Dataset entries

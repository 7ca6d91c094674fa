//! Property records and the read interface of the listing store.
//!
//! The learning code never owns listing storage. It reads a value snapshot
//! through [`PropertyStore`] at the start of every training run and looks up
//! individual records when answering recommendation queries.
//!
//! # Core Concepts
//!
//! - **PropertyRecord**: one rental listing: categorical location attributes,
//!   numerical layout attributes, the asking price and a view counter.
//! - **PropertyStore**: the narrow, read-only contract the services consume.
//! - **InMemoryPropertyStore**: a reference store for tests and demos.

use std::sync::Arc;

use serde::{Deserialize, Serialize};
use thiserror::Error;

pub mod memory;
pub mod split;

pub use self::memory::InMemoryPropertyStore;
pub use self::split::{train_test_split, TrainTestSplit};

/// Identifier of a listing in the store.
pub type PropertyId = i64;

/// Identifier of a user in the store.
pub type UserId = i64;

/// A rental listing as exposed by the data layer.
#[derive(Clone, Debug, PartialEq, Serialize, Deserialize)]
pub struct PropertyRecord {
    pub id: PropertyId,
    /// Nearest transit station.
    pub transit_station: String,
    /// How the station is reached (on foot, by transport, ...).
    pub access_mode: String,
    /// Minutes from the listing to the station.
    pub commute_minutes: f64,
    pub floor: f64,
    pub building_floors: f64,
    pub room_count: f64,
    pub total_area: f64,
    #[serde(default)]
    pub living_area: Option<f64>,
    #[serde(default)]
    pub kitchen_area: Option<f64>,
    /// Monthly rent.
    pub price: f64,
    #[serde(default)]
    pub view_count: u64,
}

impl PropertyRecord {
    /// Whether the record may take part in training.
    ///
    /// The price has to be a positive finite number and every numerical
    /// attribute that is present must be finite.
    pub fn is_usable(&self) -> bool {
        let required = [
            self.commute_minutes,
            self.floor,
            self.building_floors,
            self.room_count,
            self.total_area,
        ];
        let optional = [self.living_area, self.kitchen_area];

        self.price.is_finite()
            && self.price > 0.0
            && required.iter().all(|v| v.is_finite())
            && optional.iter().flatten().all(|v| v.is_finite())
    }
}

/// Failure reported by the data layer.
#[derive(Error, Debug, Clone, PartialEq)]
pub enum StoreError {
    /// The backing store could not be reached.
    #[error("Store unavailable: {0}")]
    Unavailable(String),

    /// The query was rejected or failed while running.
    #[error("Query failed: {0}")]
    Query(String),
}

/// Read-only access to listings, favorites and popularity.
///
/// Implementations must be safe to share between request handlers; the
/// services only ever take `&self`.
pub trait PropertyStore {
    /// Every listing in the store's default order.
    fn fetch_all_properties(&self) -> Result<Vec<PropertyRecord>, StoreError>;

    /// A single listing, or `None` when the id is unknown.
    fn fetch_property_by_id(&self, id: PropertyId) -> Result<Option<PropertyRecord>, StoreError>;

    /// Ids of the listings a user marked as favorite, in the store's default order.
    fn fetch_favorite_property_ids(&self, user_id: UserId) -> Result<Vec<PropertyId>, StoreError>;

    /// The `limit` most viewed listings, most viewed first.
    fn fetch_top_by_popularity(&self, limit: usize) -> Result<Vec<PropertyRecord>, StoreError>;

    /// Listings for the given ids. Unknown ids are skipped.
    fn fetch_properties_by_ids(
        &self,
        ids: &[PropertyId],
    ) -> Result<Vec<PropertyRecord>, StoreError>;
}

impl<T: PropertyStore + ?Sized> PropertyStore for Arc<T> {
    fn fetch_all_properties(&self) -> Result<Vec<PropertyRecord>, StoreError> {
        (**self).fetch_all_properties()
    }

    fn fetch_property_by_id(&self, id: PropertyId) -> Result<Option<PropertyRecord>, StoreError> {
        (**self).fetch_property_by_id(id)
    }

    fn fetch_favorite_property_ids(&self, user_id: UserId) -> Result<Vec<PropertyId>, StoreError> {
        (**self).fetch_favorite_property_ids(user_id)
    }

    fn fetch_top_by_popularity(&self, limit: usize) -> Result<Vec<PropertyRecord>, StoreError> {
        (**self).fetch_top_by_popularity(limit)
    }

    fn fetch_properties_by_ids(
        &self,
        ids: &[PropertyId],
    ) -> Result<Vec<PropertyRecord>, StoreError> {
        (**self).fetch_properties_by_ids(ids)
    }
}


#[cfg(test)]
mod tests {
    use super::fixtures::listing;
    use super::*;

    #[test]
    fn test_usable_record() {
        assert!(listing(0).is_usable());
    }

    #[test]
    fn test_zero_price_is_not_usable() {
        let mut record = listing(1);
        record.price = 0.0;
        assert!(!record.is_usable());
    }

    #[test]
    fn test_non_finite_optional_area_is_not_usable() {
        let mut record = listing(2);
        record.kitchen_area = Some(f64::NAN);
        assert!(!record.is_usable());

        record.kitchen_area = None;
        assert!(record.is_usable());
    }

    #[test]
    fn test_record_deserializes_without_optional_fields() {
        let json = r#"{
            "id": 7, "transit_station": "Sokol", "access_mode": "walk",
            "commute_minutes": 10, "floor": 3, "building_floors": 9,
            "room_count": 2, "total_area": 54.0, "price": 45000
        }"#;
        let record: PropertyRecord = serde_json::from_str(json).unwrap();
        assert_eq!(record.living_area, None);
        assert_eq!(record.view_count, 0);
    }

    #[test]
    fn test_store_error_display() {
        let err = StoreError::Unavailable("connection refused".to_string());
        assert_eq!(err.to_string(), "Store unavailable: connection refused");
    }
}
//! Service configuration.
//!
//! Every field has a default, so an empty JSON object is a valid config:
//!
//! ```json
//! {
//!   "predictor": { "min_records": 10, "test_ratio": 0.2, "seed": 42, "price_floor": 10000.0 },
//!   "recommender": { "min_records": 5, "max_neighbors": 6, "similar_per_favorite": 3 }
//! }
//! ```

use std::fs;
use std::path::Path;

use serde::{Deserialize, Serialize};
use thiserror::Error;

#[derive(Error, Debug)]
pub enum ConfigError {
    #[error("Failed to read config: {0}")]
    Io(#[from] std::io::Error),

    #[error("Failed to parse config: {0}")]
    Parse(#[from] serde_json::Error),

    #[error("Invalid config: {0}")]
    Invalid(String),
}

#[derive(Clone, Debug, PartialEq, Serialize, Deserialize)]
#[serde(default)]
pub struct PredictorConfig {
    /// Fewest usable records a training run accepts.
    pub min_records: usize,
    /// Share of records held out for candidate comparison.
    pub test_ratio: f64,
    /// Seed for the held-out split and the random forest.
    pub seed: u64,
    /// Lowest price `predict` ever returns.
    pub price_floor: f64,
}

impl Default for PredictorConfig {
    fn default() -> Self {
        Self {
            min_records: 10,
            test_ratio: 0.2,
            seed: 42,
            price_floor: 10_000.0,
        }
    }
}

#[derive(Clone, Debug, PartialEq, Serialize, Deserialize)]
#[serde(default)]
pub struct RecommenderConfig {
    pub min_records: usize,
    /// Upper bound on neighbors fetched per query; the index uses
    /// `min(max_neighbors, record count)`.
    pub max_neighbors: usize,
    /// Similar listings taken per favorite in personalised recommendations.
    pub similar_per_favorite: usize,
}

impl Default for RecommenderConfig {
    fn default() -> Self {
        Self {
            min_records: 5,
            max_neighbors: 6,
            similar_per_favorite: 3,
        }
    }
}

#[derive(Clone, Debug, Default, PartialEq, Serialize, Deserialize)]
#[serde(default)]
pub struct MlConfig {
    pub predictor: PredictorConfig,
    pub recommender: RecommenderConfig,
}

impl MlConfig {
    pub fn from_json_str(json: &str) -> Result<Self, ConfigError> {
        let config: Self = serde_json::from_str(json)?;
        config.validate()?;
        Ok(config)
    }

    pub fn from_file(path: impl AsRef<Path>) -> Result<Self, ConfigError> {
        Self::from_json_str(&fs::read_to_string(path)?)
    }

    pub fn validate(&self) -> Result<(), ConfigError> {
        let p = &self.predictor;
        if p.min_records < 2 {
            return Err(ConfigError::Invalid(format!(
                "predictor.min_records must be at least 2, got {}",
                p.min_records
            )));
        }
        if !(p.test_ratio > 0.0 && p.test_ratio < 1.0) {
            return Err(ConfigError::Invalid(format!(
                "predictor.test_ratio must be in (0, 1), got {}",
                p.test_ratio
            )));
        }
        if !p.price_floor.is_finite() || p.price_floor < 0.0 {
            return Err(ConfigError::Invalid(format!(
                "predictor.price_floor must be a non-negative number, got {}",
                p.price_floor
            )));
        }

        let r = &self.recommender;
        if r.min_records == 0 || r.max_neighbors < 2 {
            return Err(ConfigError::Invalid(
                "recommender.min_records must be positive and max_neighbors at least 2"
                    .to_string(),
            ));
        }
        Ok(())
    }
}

== TASK STATEMENT ==
In the entries above, find each line that includes the string "required" and copy it.

== TASK RESULT ==
        let required = [
            && required.iter().all(|v| v.is_finite())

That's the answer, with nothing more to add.